_Prompt_.
Of the entries that follow, how many lines hold the string "holds"? Write the number and nothing more.

Collected data

────────────────

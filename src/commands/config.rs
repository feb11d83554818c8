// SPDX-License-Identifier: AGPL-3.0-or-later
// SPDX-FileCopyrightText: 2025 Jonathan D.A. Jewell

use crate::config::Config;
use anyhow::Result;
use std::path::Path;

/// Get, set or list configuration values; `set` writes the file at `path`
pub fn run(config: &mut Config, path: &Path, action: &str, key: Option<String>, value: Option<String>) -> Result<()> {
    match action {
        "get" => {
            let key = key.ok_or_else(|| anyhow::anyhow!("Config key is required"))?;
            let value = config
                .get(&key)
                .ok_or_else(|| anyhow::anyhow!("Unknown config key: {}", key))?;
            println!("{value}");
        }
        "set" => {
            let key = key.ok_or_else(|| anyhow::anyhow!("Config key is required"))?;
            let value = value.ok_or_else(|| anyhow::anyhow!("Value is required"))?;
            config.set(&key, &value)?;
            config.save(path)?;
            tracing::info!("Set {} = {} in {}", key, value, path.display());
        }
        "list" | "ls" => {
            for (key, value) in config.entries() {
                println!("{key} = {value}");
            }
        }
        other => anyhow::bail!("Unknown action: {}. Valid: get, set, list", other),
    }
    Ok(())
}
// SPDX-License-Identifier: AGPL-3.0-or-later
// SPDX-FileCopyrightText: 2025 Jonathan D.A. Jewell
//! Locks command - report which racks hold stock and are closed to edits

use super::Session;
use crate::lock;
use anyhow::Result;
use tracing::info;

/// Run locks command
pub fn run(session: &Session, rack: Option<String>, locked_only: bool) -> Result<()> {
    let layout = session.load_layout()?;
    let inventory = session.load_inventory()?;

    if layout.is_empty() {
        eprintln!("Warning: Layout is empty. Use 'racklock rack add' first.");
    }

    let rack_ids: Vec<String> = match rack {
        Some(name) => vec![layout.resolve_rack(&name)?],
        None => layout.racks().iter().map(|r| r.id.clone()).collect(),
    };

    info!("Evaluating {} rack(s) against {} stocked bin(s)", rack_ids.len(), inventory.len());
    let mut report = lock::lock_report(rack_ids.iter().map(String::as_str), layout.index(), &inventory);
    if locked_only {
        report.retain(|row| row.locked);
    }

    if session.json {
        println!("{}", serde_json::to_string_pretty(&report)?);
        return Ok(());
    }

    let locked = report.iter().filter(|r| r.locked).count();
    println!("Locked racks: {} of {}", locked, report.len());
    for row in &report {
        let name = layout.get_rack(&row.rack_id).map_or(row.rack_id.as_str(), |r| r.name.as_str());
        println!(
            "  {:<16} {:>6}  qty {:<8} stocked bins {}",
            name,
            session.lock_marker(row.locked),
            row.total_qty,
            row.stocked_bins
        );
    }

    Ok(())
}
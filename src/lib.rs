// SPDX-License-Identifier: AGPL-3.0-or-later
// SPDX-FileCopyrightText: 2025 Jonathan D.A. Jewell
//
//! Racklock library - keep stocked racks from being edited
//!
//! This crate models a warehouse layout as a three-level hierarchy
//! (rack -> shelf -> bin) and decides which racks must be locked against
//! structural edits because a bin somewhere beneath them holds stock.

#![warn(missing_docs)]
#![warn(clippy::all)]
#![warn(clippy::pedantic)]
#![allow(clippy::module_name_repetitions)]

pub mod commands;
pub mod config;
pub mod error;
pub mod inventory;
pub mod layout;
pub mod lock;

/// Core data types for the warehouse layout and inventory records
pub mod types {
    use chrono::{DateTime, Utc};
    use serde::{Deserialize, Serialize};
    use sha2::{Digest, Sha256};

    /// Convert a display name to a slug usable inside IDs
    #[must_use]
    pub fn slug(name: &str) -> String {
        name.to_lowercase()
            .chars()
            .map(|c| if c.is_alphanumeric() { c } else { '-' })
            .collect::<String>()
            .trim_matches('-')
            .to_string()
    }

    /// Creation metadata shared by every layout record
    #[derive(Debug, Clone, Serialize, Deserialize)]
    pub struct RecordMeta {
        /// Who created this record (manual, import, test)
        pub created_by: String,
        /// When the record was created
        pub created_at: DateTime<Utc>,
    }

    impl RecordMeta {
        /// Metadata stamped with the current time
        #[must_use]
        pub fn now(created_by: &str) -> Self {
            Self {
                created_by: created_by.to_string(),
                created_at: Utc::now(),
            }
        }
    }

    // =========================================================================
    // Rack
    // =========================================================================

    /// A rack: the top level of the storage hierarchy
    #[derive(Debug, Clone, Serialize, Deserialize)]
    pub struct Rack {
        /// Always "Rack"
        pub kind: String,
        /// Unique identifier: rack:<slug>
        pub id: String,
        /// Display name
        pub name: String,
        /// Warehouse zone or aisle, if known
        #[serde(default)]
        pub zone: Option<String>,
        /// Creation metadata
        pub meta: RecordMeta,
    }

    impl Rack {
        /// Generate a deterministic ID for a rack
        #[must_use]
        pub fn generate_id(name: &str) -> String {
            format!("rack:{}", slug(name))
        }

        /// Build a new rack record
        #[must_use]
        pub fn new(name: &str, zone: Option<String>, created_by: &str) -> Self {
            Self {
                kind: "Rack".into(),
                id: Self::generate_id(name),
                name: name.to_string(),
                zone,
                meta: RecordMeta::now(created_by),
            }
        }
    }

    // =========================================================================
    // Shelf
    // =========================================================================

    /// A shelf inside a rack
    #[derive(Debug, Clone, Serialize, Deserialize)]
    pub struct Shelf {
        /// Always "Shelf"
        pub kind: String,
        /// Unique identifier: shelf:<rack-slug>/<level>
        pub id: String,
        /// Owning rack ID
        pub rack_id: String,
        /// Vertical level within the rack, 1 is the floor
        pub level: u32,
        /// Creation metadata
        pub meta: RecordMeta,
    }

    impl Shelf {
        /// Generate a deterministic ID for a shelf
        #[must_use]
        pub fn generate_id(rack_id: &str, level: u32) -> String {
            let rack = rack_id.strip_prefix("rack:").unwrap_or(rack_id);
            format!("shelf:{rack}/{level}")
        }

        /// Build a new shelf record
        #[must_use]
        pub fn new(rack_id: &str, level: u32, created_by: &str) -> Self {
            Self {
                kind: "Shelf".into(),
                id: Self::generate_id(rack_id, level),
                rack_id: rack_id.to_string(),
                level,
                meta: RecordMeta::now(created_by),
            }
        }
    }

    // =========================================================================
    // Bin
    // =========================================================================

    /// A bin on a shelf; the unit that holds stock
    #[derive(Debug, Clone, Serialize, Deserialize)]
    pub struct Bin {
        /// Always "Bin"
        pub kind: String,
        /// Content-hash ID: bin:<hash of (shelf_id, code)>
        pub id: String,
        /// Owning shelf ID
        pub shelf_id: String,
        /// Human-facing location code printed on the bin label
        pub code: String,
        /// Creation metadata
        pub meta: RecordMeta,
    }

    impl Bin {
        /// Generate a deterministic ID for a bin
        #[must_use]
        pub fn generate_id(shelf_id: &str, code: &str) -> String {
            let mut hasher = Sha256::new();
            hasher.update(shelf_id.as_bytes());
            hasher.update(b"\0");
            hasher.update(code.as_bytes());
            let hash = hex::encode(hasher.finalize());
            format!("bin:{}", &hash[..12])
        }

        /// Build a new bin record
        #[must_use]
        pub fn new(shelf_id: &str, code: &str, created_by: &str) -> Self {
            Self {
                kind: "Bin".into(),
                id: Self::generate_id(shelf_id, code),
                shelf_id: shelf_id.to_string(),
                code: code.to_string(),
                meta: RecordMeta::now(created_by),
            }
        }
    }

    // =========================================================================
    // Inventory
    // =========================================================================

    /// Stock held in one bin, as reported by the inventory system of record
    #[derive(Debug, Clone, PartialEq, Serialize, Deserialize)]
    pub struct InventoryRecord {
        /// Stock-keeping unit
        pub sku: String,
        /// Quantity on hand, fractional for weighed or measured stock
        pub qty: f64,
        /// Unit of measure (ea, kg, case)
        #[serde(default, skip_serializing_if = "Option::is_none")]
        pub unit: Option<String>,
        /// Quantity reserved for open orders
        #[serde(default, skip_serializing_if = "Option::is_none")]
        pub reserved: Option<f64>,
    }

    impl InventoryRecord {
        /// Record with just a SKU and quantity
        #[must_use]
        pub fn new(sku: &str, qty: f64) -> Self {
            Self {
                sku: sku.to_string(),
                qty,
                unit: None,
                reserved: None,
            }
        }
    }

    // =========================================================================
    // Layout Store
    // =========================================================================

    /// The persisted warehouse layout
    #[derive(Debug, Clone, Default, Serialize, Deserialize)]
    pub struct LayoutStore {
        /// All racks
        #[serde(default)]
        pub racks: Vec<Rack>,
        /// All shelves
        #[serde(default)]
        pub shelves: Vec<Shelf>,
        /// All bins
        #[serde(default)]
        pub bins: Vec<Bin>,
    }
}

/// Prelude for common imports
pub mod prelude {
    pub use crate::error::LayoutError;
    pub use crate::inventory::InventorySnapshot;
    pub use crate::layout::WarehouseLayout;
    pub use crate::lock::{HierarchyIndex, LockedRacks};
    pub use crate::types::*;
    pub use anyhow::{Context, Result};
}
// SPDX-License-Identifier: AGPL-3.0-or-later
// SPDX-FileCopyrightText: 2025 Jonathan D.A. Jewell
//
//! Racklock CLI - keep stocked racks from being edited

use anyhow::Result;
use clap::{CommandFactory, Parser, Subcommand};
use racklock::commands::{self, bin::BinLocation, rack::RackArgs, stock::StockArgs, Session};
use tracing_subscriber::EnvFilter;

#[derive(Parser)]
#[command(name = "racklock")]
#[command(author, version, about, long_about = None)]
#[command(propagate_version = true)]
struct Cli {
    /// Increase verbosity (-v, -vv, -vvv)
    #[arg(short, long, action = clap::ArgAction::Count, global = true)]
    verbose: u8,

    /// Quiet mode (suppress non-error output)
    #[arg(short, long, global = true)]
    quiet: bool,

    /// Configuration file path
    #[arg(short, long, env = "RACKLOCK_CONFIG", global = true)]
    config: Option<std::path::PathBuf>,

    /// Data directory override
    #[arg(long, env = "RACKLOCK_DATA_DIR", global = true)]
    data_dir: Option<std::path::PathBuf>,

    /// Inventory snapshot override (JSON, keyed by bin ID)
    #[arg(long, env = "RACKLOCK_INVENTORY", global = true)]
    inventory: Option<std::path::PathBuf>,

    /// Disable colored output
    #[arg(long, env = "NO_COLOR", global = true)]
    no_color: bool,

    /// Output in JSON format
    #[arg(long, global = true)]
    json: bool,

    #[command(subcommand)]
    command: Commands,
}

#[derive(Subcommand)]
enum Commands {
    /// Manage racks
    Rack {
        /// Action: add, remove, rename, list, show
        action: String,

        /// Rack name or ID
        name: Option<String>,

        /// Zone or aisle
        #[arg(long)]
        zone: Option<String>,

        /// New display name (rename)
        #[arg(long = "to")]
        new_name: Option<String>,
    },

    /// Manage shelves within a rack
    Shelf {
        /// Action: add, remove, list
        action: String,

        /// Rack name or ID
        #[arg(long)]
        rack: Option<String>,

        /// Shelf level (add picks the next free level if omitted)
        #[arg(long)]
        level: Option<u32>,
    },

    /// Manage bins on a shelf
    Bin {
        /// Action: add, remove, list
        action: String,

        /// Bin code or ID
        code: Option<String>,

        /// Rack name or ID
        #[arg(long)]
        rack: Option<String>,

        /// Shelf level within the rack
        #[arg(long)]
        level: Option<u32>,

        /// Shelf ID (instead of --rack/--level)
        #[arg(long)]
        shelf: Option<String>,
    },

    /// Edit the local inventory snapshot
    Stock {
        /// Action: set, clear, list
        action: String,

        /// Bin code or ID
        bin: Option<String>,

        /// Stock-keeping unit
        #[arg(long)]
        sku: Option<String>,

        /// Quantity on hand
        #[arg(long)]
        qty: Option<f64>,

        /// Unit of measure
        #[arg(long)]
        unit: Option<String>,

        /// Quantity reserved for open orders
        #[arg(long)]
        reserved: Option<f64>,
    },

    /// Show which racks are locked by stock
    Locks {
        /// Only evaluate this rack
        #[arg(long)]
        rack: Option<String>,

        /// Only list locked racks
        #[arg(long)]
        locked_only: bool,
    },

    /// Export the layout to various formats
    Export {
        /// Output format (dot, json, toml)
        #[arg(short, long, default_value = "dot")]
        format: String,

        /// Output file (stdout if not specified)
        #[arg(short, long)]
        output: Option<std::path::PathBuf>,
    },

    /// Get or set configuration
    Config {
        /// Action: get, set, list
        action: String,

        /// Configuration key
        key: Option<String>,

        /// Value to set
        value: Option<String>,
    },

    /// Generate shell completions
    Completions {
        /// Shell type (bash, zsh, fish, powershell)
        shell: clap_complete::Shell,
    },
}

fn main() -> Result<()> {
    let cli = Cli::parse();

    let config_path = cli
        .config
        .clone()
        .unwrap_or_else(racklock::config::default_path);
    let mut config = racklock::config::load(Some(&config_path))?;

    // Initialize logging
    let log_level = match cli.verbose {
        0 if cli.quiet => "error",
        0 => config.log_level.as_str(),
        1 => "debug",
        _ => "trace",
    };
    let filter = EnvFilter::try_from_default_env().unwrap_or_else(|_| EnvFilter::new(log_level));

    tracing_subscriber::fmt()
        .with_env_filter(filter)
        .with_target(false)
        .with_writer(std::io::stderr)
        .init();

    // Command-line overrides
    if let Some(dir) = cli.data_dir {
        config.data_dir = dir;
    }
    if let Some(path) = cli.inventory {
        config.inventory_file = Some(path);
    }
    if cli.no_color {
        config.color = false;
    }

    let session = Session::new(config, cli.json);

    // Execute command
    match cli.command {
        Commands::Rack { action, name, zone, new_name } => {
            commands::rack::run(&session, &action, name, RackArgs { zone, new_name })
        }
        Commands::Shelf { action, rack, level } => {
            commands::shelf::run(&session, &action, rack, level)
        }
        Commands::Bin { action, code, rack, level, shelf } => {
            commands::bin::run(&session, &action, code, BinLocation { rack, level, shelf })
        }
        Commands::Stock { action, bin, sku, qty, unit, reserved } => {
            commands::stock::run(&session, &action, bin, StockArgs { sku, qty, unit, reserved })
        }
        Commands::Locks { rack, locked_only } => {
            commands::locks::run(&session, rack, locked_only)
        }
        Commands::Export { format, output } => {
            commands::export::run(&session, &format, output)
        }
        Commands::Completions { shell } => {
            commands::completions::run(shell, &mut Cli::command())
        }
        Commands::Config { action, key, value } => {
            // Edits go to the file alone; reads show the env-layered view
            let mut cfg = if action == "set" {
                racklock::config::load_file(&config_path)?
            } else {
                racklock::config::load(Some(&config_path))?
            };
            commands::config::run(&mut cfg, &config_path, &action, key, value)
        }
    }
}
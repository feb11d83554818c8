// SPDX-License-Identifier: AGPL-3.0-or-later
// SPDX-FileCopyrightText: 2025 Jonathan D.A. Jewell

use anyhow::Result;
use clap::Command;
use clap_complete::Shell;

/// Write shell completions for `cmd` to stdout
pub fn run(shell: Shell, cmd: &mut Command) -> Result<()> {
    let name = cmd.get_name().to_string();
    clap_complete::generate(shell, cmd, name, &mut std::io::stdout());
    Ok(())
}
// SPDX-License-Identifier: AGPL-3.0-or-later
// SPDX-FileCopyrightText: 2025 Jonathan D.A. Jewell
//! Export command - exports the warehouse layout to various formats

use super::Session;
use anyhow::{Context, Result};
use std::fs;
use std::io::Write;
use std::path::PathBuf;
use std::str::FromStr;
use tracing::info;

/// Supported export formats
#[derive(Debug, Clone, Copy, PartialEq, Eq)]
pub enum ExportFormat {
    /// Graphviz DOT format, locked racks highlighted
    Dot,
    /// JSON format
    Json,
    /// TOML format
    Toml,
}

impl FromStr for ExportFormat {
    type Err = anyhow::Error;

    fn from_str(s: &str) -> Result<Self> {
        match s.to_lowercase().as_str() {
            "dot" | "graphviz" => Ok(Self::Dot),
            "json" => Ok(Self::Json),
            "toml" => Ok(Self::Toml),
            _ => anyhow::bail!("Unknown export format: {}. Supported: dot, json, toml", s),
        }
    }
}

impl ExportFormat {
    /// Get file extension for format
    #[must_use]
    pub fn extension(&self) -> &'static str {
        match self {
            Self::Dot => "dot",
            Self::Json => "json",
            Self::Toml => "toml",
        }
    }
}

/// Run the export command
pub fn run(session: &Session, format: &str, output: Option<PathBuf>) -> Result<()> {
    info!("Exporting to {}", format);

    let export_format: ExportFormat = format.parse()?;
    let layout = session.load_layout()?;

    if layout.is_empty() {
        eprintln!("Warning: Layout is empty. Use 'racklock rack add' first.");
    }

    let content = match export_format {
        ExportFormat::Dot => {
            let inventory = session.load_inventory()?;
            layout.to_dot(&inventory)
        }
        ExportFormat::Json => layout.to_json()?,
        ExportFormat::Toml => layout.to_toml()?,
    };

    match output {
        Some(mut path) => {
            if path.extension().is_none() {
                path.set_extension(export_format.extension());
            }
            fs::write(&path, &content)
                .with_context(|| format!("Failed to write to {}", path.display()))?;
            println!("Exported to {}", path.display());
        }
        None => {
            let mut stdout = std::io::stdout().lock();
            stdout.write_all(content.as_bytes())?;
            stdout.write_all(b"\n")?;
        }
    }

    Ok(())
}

────────────────

_Exercise output_.
2